# [Provided information]
○ ○ ○ ○ ○
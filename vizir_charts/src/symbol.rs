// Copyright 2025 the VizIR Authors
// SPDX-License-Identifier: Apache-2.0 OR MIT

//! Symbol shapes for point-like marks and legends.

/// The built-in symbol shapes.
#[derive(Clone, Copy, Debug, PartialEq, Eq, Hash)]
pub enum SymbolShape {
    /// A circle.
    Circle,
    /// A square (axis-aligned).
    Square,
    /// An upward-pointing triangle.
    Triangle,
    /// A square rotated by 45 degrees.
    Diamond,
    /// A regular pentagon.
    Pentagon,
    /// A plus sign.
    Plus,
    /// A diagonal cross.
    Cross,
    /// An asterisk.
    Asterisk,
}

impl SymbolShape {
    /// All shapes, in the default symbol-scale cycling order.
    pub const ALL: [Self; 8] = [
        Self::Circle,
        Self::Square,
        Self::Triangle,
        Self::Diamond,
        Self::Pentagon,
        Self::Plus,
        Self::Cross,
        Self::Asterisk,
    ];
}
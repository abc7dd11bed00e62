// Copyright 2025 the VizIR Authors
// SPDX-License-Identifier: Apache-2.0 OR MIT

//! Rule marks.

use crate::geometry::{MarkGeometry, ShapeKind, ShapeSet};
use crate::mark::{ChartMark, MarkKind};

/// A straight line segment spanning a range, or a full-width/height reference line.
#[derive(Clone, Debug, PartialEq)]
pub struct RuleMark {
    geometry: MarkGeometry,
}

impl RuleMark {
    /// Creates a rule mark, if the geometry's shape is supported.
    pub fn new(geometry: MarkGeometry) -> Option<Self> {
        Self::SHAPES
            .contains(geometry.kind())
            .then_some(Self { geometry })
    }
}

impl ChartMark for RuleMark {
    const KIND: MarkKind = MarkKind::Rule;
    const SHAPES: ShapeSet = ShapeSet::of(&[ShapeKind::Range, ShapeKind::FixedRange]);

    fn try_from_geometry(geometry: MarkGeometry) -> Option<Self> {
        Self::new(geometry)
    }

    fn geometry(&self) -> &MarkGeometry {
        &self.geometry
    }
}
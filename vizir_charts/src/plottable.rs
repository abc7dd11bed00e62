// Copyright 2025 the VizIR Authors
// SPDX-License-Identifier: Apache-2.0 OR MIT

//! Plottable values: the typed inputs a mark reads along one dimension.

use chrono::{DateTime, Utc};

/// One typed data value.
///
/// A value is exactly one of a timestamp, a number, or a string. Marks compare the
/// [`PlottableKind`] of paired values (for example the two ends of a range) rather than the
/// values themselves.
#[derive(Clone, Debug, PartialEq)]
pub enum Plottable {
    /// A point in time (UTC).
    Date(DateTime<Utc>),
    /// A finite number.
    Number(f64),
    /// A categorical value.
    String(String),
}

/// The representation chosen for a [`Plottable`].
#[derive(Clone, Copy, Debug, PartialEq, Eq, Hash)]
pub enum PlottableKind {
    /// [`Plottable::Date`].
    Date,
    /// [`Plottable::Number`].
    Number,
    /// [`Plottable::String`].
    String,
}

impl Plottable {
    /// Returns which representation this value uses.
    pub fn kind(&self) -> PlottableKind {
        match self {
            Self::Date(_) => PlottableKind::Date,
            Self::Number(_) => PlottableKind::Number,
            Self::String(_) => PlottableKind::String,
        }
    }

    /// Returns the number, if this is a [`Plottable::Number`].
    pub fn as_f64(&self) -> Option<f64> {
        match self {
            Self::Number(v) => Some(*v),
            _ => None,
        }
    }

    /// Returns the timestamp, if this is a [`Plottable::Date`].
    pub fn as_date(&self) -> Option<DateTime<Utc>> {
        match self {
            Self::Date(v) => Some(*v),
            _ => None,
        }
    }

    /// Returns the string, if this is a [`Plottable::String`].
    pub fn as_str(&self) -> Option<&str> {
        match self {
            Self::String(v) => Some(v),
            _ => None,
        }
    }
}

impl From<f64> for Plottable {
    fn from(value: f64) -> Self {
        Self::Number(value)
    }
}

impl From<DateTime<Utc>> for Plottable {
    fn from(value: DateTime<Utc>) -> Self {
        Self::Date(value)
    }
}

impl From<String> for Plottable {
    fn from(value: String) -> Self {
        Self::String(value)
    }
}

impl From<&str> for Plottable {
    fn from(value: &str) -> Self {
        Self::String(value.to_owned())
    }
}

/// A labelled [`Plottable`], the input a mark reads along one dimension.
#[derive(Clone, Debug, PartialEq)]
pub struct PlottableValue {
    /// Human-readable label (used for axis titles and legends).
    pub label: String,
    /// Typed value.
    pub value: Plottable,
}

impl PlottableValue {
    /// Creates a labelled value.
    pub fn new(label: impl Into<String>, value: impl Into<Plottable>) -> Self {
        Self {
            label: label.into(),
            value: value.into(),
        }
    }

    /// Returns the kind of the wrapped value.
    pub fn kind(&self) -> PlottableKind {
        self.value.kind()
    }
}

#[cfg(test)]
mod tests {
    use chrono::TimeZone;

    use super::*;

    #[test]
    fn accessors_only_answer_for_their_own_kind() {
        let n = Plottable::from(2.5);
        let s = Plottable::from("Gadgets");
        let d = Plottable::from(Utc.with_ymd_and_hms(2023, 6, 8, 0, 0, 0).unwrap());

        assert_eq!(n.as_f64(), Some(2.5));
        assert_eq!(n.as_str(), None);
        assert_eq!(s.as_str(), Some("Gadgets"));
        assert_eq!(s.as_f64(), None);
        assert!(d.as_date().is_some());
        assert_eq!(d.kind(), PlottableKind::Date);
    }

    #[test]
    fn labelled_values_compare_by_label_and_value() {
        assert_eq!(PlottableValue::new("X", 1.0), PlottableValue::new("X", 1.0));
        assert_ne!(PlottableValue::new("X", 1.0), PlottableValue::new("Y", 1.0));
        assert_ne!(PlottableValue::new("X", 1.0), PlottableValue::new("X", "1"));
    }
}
○ ○ ○ ○ ○
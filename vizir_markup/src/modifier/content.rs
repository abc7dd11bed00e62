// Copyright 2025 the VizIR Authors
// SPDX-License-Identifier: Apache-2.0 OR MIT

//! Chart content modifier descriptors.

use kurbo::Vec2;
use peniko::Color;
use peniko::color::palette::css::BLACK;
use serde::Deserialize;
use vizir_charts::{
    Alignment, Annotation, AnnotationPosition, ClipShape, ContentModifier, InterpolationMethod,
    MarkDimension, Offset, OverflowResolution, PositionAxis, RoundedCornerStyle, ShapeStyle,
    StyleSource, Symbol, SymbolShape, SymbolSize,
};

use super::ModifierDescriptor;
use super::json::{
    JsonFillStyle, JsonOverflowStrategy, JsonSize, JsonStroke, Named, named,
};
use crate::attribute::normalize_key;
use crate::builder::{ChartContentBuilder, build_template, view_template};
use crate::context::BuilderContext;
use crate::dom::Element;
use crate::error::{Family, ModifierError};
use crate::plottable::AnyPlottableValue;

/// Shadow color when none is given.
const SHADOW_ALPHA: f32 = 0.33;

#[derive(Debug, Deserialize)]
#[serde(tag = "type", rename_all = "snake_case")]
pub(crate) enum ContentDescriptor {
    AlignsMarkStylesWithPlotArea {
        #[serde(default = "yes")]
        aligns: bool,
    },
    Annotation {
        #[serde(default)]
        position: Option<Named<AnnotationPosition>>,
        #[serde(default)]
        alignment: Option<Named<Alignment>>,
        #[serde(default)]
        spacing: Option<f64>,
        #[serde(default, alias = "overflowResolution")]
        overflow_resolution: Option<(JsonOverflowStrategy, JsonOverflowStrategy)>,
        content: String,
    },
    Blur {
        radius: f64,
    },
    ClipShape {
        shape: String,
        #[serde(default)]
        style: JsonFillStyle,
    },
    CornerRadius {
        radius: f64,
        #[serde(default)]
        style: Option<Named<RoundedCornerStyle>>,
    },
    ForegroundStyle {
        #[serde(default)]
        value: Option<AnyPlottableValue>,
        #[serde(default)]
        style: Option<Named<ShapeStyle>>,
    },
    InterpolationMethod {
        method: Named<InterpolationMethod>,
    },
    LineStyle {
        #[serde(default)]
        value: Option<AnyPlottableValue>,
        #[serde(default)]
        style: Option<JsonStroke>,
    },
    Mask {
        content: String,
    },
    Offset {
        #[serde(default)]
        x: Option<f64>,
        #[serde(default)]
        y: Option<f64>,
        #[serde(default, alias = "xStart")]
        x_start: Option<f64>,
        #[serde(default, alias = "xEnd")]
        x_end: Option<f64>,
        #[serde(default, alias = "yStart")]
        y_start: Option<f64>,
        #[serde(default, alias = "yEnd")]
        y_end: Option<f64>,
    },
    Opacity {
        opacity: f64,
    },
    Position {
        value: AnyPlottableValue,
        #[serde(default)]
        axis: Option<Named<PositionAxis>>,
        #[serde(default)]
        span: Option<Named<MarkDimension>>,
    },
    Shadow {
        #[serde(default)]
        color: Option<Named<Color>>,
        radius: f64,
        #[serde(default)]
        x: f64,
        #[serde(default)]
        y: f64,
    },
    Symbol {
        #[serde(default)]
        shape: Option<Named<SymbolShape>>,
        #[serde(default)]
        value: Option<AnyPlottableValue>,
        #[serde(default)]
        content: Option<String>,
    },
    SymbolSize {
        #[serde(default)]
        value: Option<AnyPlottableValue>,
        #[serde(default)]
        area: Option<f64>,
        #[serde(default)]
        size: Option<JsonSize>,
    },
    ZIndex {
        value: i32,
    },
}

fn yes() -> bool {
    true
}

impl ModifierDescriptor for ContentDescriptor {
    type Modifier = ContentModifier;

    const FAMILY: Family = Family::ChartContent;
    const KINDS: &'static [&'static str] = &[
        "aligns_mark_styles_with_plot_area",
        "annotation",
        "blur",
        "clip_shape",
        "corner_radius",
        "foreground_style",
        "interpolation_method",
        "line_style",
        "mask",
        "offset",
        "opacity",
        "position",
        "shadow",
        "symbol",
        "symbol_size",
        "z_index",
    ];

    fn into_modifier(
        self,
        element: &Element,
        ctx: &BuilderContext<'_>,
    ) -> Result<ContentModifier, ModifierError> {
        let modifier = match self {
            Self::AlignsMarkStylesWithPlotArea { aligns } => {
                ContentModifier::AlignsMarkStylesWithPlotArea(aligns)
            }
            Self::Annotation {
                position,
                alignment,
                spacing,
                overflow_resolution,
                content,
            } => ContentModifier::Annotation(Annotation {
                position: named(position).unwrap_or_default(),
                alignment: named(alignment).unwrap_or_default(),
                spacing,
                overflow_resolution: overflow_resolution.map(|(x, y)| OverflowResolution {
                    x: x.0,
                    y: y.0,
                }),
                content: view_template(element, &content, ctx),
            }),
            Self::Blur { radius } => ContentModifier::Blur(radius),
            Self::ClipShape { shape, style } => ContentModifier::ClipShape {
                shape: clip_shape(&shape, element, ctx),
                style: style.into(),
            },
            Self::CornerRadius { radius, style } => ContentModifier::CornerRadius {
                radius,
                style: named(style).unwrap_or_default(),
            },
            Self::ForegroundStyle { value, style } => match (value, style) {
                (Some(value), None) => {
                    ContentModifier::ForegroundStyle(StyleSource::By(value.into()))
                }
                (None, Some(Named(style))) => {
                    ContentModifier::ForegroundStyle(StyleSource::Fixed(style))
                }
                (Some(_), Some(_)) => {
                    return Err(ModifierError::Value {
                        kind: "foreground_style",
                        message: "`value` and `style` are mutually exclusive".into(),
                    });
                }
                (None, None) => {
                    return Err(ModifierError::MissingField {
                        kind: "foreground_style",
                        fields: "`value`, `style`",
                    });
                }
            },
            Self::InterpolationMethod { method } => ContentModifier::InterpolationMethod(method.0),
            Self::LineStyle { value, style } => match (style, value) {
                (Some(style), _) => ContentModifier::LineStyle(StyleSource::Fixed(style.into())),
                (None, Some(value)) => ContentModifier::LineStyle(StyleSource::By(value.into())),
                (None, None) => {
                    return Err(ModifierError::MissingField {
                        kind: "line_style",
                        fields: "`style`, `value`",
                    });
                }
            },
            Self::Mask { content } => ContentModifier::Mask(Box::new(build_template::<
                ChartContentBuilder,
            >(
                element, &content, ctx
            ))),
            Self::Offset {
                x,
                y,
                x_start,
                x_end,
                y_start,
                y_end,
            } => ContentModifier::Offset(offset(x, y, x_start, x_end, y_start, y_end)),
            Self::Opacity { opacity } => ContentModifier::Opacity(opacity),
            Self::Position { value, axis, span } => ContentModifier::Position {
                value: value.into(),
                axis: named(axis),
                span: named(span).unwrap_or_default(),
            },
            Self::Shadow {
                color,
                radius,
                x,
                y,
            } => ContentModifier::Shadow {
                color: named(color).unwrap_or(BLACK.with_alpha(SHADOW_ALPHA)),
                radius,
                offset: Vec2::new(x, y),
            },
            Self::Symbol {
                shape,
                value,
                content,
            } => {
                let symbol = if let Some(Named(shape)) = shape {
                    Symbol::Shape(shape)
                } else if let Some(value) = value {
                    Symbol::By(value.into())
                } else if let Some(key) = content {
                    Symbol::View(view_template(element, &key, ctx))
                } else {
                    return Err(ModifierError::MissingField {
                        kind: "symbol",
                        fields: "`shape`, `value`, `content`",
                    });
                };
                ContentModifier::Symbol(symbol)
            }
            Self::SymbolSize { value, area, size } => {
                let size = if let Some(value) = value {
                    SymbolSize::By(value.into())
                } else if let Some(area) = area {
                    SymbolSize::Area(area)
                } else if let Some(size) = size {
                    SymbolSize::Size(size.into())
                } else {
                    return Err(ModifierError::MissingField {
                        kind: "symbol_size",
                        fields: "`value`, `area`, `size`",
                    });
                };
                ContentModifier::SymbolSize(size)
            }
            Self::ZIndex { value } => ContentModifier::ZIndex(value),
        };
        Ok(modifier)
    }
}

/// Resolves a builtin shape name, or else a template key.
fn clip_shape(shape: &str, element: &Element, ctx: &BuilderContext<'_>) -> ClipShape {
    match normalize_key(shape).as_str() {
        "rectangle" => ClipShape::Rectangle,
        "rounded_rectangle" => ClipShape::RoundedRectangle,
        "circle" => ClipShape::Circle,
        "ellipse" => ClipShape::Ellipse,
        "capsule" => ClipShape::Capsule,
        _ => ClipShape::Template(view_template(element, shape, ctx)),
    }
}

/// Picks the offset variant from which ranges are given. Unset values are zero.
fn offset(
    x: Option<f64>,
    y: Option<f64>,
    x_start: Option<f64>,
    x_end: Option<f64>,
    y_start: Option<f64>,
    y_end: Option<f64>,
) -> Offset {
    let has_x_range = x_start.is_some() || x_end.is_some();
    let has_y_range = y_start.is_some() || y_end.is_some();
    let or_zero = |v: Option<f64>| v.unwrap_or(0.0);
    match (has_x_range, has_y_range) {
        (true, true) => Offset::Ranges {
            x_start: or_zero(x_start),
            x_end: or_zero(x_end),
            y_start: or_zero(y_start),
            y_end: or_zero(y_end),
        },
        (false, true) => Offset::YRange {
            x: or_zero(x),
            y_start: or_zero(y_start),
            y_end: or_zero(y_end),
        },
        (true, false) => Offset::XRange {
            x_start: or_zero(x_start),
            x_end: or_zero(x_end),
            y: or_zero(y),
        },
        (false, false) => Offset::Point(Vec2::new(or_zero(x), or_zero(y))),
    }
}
○ ○ ○ ○ ○
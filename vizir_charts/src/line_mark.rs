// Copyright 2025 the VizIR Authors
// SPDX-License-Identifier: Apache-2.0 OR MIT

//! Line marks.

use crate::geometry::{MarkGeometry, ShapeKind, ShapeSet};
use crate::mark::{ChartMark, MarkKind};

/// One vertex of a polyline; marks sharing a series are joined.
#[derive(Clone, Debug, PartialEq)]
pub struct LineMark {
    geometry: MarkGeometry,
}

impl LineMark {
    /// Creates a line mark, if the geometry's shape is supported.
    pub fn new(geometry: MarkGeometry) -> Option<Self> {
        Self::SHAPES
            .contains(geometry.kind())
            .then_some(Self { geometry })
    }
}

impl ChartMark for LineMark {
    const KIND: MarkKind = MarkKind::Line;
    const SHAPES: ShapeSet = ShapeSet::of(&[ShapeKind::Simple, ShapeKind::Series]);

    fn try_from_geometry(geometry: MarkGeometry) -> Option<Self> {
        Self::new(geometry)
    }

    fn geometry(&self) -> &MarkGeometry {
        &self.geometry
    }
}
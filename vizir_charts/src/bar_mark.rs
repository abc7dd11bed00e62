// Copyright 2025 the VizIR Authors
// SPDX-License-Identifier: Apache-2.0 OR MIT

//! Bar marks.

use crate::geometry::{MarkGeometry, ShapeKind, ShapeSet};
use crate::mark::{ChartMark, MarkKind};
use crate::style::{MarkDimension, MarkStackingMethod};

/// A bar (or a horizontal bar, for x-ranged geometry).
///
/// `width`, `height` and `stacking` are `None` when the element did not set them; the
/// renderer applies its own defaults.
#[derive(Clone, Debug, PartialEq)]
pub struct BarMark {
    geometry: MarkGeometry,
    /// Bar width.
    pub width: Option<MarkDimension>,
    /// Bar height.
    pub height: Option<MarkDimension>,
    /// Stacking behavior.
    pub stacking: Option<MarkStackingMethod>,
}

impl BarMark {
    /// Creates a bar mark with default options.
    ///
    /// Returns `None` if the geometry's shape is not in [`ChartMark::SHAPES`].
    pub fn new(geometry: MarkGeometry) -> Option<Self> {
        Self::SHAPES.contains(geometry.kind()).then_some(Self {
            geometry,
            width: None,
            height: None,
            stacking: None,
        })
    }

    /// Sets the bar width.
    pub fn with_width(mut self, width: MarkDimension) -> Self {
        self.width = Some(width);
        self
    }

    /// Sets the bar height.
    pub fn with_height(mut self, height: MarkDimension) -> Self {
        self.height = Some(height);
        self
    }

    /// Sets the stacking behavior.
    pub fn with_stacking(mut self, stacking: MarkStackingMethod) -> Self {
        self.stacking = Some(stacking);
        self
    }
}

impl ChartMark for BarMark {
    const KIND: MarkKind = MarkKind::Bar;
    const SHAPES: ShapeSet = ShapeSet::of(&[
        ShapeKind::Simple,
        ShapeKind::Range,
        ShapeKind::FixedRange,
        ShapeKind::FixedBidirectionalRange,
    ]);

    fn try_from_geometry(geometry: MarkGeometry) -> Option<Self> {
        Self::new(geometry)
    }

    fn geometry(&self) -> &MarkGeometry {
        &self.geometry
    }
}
○ ○ ○ ○ ○
In the listing above, locate the line with "filename vizir_charts/src/symbol.rs" and the line with "full-width/height reference line.", then extract exactly those lines and every line between them, and nothing more.

# [Answer for the task]
filename vizir_charts/src/symbol.rs
// Copyright 2025 the VizIR Authors
// SPDX-License-Identifier: Apache-2.0 OR MIT

//! Symbol shapes for point-like marks and legends.

/// The built-in symbol shapes.
#[derive(Clone, Copy, Debug, PartialEq, Eq, Hash)]
pub enum SymbolShape {
    /// A circle.
    Circle,
    /// A square (axis-aligned).
    Square,
    /// An upward-pointing triangle.
    Triangle,
    /// A square rotated by 45 degrees.
    Diamond,
    /// A regular pentagon.
    Pentagon,
    /// A plus sign.
    Plus,
    /// A diagonal cross.
    Cross,
    /// An asterisk.
    Asterisk,
}

impl SymbolShape {
    /// All shapes, in the default symbol-scale cycling order.
    pub const ALL: [Self; 8] = [
        Self::Circle,
        Self::Square,
        Self::Triangle,
        Self::Diamond,
        Self::Pentagon,
        Self::Plus,
        Self::Cross,
        Self::Asterisk,
    ];
}
repository abc7dd11bed00e62
// Copyright 2025 the VizIR Authors
// SPDX-License-Identifier: Apache-2.0 OR MIT

//! Rule marks.

use crate::geometry::{MarkGeometry, ShapeKind, ShapeSet};
use crate::mark::{ChartMark, MarkKind};

/// A straight line segment spanning a range, or a full-width/height reference line.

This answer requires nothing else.